WHAT THE EXERCISE ASKS: The expected result is the material below, reproduced exactly from its first line through the line containing "process-unique correlation id.".
___ GIVEN DATA
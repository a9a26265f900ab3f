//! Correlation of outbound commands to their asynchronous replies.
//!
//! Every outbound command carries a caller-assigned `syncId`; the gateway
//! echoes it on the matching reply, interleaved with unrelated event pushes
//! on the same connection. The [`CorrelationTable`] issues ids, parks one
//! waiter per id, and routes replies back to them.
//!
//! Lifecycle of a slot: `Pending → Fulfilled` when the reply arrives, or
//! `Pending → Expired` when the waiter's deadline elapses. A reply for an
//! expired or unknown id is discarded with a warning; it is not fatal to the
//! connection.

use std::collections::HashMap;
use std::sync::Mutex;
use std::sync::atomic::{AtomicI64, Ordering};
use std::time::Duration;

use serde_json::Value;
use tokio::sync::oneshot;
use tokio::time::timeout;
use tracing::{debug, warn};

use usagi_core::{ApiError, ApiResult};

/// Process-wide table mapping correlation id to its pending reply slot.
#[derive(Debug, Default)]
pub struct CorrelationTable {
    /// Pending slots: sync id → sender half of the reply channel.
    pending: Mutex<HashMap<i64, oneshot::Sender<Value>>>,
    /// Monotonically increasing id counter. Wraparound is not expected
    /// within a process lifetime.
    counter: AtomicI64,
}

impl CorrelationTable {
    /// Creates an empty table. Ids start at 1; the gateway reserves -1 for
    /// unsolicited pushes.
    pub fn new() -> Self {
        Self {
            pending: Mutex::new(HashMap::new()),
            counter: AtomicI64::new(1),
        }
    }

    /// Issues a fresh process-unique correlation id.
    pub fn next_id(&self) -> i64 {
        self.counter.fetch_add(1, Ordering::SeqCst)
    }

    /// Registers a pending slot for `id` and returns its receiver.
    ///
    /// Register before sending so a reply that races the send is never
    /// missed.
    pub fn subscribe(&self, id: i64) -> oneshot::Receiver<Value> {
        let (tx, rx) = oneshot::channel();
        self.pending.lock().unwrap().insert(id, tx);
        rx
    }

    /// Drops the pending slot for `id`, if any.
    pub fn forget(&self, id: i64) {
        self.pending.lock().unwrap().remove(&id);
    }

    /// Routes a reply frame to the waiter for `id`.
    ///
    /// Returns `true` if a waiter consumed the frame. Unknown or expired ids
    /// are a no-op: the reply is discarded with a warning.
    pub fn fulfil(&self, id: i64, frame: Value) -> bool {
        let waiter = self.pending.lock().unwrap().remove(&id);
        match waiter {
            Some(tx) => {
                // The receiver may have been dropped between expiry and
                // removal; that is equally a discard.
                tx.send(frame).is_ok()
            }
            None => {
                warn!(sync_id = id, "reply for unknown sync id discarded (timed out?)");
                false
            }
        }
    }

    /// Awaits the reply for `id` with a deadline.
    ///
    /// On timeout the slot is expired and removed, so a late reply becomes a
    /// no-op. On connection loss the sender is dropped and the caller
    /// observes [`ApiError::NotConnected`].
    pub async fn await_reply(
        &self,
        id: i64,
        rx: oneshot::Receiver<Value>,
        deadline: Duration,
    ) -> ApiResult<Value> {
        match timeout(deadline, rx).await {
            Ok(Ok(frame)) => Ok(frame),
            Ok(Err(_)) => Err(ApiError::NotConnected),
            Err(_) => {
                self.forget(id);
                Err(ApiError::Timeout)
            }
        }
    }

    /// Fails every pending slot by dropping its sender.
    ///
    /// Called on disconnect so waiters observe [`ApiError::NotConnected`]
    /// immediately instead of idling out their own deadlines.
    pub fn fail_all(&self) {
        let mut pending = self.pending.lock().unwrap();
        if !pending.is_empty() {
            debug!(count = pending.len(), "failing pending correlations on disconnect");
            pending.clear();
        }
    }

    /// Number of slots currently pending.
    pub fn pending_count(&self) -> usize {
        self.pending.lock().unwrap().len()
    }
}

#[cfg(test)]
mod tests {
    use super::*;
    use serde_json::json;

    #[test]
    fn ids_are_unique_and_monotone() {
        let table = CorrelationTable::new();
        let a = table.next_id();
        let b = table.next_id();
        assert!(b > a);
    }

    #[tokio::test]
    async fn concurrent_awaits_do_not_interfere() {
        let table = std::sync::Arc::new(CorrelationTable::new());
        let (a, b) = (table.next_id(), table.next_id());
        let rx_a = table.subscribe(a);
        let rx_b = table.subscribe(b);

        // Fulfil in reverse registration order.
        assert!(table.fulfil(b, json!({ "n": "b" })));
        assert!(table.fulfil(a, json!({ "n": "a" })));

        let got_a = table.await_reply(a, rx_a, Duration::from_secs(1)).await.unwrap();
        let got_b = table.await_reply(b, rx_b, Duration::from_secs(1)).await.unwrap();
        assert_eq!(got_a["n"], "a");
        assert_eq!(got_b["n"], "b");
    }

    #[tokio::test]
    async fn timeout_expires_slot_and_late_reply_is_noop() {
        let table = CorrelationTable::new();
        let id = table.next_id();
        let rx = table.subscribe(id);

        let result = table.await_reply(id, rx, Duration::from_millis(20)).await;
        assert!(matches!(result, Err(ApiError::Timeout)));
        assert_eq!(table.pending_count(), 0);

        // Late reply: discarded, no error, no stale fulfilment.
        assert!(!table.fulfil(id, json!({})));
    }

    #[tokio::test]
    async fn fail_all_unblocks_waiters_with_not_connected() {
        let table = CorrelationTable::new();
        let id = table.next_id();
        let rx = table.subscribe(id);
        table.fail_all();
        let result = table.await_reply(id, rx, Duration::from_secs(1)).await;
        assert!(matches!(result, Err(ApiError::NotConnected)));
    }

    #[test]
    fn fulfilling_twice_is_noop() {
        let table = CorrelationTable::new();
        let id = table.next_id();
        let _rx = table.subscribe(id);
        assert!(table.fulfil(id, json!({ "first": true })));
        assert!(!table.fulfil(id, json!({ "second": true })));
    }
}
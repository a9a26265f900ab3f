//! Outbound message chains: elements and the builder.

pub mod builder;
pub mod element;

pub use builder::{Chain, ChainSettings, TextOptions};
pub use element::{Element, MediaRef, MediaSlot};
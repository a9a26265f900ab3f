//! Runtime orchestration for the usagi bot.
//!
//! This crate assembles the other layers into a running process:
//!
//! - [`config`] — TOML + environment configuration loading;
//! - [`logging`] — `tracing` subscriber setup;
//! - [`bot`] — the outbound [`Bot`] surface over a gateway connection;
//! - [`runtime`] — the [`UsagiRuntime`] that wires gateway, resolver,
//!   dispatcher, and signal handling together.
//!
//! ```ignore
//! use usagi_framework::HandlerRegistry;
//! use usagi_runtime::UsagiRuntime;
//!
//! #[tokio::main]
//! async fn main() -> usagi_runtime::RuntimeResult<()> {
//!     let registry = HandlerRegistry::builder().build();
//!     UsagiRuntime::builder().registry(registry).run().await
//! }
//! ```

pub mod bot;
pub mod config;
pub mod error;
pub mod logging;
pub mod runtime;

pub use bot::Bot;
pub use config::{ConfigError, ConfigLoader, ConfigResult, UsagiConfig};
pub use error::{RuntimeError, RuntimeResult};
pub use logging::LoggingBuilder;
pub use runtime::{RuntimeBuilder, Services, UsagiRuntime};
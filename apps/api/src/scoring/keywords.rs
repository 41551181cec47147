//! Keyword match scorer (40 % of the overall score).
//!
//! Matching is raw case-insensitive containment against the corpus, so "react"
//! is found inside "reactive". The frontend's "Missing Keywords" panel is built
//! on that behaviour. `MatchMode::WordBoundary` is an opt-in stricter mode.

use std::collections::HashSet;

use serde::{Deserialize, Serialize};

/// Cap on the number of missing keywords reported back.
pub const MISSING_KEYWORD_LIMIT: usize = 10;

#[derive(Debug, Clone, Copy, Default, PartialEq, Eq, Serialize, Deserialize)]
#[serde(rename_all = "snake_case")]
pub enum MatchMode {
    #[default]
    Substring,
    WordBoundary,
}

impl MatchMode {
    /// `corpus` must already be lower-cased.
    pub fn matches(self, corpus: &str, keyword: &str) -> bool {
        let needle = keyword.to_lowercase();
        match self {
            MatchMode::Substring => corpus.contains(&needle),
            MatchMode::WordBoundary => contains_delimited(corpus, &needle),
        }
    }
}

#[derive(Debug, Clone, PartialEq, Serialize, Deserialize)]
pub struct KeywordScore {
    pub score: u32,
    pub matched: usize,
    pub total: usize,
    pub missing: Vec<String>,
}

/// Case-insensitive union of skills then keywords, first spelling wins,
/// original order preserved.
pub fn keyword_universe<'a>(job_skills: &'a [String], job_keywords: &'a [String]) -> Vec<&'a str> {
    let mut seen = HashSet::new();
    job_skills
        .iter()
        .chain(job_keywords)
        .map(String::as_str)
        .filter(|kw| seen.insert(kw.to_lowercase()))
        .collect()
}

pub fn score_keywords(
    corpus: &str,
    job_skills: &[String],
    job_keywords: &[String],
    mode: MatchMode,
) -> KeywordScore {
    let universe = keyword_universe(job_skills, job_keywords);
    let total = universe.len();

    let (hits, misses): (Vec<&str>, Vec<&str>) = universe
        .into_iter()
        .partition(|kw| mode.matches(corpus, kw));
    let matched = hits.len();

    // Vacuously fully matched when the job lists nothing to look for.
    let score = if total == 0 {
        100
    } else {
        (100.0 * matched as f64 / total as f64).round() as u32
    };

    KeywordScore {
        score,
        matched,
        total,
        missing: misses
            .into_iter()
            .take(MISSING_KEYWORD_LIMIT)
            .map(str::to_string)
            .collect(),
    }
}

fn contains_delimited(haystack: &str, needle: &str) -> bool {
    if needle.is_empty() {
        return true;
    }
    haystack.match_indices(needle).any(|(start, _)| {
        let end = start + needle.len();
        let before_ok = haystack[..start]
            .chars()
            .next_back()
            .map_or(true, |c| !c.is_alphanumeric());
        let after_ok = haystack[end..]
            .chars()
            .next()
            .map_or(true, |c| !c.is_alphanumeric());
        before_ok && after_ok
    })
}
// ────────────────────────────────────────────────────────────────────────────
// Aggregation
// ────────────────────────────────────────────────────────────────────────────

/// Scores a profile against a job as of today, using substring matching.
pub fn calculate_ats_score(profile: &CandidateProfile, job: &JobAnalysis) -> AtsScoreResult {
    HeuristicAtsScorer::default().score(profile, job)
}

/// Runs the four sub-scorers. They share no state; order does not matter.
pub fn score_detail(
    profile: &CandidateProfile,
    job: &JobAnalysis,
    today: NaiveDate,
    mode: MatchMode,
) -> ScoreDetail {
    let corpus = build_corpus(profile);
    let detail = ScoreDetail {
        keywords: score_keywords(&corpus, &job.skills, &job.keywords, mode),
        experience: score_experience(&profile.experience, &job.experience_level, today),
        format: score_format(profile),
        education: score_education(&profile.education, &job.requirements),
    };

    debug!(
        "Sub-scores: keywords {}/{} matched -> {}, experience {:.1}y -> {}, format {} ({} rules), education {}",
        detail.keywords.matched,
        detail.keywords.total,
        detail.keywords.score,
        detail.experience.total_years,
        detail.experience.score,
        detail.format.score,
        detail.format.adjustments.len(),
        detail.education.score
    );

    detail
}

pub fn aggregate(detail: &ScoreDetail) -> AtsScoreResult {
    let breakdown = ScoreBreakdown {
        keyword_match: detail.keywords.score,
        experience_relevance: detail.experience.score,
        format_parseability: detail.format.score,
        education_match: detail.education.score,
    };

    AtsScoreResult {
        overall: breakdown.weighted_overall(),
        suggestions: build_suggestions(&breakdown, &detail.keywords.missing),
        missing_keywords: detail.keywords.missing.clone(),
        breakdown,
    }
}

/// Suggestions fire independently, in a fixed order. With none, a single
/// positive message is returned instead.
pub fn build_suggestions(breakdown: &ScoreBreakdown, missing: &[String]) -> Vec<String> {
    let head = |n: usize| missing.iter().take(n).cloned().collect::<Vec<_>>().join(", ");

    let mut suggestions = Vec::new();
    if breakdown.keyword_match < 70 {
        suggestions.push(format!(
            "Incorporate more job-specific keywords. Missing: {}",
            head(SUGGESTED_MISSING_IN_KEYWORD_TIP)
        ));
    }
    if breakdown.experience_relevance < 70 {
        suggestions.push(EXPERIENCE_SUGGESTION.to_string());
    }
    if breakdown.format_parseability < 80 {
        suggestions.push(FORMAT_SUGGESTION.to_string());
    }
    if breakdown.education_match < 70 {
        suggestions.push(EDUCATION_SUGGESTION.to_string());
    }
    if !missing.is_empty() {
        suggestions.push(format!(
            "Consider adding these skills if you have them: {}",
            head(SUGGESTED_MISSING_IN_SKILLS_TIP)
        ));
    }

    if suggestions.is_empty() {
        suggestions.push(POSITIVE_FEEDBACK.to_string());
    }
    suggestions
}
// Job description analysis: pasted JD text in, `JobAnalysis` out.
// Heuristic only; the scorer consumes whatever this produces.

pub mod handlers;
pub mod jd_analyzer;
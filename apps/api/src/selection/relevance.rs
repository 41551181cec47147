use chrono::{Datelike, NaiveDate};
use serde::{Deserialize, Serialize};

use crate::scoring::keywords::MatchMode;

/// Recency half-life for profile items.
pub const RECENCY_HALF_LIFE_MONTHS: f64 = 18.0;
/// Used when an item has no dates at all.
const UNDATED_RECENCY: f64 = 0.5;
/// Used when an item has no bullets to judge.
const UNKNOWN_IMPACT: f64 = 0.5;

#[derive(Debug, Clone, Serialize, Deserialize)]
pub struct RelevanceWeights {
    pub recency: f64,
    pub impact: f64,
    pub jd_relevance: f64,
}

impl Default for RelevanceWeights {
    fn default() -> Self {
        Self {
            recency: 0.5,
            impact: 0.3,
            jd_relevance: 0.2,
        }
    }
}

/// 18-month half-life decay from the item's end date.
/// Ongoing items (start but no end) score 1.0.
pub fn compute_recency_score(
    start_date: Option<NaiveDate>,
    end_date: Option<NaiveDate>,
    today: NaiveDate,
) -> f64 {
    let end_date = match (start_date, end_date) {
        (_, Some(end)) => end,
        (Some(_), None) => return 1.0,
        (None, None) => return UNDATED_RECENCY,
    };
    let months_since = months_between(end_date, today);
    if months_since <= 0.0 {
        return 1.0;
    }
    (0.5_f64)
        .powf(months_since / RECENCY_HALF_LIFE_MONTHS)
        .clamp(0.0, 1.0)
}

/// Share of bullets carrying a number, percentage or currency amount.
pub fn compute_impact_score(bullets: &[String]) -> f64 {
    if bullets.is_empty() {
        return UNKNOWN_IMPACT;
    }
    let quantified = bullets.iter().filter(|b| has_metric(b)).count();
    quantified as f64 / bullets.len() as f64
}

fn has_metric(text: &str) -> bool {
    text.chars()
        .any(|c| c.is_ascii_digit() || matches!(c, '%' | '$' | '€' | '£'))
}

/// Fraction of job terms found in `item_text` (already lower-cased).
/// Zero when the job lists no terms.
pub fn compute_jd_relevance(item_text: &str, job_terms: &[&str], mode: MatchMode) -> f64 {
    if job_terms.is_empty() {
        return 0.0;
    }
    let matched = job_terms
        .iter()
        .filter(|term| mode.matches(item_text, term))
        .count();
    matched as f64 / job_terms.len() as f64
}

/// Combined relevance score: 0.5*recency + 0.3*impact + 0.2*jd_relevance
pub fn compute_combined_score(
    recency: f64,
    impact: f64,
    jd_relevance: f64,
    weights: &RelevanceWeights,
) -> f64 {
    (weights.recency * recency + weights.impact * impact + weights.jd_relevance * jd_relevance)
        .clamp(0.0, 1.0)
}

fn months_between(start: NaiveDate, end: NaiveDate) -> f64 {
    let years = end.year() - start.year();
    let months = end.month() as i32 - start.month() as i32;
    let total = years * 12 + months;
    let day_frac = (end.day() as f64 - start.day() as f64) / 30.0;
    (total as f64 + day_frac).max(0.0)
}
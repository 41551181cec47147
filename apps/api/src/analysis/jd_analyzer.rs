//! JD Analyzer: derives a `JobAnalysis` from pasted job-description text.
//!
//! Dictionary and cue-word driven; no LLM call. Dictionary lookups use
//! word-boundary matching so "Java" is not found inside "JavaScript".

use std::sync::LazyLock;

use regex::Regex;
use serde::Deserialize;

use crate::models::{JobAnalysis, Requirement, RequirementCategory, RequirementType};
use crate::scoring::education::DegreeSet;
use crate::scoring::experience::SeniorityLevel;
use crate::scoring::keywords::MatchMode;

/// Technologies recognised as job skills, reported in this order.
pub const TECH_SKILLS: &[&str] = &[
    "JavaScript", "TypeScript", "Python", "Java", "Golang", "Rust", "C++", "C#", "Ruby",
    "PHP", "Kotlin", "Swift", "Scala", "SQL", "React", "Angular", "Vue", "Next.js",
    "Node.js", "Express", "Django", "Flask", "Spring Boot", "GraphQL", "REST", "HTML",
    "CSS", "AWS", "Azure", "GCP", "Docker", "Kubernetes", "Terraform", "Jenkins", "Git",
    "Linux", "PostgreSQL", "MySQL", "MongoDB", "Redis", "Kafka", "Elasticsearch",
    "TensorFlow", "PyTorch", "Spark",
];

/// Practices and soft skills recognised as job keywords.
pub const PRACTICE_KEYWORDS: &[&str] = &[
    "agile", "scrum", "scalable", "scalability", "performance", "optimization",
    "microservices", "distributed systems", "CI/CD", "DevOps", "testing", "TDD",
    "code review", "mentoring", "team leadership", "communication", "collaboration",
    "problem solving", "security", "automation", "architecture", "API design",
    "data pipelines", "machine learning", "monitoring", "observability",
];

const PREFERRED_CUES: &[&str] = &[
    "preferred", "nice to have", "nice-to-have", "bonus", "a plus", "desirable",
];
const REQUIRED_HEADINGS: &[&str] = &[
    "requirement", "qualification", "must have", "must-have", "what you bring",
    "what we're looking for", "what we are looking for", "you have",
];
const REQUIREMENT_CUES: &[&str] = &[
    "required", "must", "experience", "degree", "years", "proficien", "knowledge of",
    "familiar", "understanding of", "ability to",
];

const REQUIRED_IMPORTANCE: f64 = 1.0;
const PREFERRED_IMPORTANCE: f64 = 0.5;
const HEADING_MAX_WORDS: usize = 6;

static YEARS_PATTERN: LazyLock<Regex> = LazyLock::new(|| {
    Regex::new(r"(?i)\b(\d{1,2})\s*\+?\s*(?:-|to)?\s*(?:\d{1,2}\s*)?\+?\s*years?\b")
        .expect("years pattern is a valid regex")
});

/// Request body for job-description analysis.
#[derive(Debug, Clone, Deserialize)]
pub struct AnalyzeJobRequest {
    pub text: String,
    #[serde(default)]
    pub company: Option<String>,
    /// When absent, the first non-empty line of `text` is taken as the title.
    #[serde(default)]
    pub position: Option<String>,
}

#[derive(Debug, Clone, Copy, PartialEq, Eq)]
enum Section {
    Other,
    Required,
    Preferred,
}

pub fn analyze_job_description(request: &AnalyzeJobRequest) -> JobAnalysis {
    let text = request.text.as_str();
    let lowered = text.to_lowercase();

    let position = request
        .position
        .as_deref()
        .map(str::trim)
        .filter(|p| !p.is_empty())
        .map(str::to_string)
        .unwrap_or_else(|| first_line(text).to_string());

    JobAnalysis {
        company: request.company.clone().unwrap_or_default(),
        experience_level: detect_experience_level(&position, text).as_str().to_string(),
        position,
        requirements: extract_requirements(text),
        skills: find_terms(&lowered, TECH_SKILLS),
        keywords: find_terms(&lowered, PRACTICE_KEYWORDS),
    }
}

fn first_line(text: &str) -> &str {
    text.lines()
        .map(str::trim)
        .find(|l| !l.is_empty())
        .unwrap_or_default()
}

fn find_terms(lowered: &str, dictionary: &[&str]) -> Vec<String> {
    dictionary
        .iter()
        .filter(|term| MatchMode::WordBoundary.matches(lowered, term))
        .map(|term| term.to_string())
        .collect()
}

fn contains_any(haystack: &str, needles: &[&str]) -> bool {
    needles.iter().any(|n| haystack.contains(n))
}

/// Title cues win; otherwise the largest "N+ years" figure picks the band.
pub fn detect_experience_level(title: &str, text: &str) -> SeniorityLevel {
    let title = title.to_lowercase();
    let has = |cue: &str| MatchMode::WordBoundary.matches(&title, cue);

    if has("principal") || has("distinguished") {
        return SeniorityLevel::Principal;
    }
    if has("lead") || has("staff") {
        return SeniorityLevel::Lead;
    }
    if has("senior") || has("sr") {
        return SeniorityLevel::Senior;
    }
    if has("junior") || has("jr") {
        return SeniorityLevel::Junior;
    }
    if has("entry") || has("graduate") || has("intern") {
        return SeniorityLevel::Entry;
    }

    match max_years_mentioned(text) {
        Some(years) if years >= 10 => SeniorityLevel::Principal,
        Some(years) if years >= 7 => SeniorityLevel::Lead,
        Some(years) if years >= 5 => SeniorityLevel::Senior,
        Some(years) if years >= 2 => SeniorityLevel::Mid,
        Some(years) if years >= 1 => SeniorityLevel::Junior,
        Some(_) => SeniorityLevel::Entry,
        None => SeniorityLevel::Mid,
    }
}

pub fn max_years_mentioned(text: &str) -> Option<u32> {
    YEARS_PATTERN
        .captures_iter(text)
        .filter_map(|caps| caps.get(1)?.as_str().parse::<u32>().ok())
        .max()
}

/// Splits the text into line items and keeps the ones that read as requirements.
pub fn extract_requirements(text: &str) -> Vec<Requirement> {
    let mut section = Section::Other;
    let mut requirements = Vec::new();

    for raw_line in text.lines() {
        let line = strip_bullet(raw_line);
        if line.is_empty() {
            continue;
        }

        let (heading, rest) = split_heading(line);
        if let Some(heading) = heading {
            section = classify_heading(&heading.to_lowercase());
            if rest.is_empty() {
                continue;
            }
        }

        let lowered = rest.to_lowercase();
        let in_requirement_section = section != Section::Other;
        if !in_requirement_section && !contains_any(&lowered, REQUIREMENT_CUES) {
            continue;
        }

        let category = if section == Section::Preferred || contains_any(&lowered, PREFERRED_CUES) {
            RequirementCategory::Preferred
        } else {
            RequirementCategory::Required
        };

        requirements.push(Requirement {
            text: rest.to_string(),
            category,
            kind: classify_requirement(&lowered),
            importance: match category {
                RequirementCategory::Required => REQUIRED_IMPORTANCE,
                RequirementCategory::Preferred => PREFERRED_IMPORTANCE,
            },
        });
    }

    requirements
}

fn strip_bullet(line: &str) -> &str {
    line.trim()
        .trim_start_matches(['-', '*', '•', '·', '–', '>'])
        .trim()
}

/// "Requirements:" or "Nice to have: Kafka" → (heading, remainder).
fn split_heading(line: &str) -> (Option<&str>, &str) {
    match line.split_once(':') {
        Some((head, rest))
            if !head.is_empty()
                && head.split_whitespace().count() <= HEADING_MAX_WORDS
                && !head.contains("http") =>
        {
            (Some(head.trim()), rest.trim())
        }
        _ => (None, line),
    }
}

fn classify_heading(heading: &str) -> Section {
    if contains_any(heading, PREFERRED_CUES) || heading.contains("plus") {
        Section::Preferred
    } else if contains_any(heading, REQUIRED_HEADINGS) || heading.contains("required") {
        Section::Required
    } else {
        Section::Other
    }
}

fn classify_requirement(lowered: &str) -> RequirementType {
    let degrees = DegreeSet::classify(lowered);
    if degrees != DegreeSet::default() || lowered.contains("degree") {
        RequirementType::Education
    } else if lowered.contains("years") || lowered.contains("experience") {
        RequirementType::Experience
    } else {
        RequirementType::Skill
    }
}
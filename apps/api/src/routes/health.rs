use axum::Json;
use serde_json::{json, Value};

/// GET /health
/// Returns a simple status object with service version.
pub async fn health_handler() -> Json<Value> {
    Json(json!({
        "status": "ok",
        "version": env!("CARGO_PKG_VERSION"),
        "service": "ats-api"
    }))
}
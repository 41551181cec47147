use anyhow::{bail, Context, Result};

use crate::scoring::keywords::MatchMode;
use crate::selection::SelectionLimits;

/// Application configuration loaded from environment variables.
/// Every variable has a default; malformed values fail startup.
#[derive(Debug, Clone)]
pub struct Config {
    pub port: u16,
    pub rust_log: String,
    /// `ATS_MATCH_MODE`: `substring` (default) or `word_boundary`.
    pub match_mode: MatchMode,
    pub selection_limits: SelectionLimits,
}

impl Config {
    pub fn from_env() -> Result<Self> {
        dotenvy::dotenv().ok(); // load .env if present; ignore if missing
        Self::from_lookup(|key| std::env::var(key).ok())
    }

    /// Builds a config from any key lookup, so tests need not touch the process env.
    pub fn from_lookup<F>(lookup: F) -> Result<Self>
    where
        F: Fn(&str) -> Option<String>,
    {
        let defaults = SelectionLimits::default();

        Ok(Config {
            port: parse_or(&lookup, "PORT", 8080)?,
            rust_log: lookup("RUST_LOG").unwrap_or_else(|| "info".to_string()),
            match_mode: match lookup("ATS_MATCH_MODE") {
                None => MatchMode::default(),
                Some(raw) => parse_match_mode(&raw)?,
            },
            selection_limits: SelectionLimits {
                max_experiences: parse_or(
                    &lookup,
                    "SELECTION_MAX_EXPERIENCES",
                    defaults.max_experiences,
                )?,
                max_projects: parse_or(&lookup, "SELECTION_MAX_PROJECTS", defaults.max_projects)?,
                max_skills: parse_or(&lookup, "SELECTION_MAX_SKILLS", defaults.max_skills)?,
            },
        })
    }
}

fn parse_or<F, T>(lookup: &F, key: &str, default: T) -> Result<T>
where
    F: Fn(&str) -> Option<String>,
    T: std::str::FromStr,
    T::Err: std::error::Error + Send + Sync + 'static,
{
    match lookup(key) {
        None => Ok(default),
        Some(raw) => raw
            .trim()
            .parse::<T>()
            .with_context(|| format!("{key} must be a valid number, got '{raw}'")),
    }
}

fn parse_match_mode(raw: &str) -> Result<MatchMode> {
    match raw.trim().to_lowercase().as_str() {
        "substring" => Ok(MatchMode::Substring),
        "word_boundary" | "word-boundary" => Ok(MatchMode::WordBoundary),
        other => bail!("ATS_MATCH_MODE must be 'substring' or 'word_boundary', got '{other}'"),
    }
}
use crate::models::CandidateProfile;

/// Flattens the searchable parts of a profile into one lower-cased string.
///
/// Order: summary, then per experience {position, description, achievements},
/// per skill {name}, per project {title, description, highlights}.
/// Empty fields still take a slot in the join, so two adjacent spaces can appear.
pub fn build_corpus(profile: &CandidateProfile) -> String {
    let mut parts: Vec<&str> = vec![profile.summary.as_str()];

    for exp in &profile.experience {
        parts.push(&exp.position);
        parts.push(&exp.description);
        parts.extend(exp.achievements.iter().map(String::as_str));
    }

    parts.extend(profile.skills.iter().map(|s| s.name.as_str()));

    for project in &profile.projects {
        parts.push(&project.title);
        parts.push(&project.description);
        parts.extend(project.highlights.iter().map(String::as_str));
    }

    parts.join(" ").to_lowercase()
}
______
SOLUTION BELOW:
repository a9a26265f900ab3f
//! Correlation of outbound commands to their asynchronous replies.
//!
//! Every outbound command carries a caller-assigned `syncId`; the gateway
//! echoes it on the matching reply, interleaved with unrelated event pushes
//! on the same connection. The [`CorrelationTable`] issues ids, parks one
//! waiter per id, and routes replies back to them.
//!
//! Lifecycle of a slot: `Pending → Fulfilled` when the reply arrives, or
//! `Pending → Expired` when the waiter's deadline elapses. A reply for an
//! expired or unknown id is discarded with a warning; it is not fatal to the
//! connection.

use std::collections::HashMap;
use std::sync::Mutex;
use std::sync::atomic::{AtomicI64, Ordering};
use std::time::Duration;

use serde_json::Value;
use tokio::sync::oneshot;
use tokio::time::timeout;
use tracing::{debug, warn};

use usagi_core::{ApiError, ApiResult};

/// Process-wide table mapping correlation id to its pending reply slot.
#[derive(Debug, Default)]
pub struct CorrelationTable {
    /// Pending slots: sync id → sender half of the reply channel.
    pending: Mutex<HashMap<i64, oneshot::Sender<Value>>>,
    /// Monotonically increasing id counter. Wraparound is not expected
    /// within a process lifetime.
    counter: AtomicI64,
}

impl CorrelationTable {
    /// Creates an empty table. Ids start at 1; the gateway reserves -1 for
    /// unsolicited pushes.
    pub fn new() -> Self {
        Self {
            pending: Mutex::new(HashMap::new()),
            counter: AtomicI64::new(1),
        }
    }

    /// Issues a fresh process-unique correlation id.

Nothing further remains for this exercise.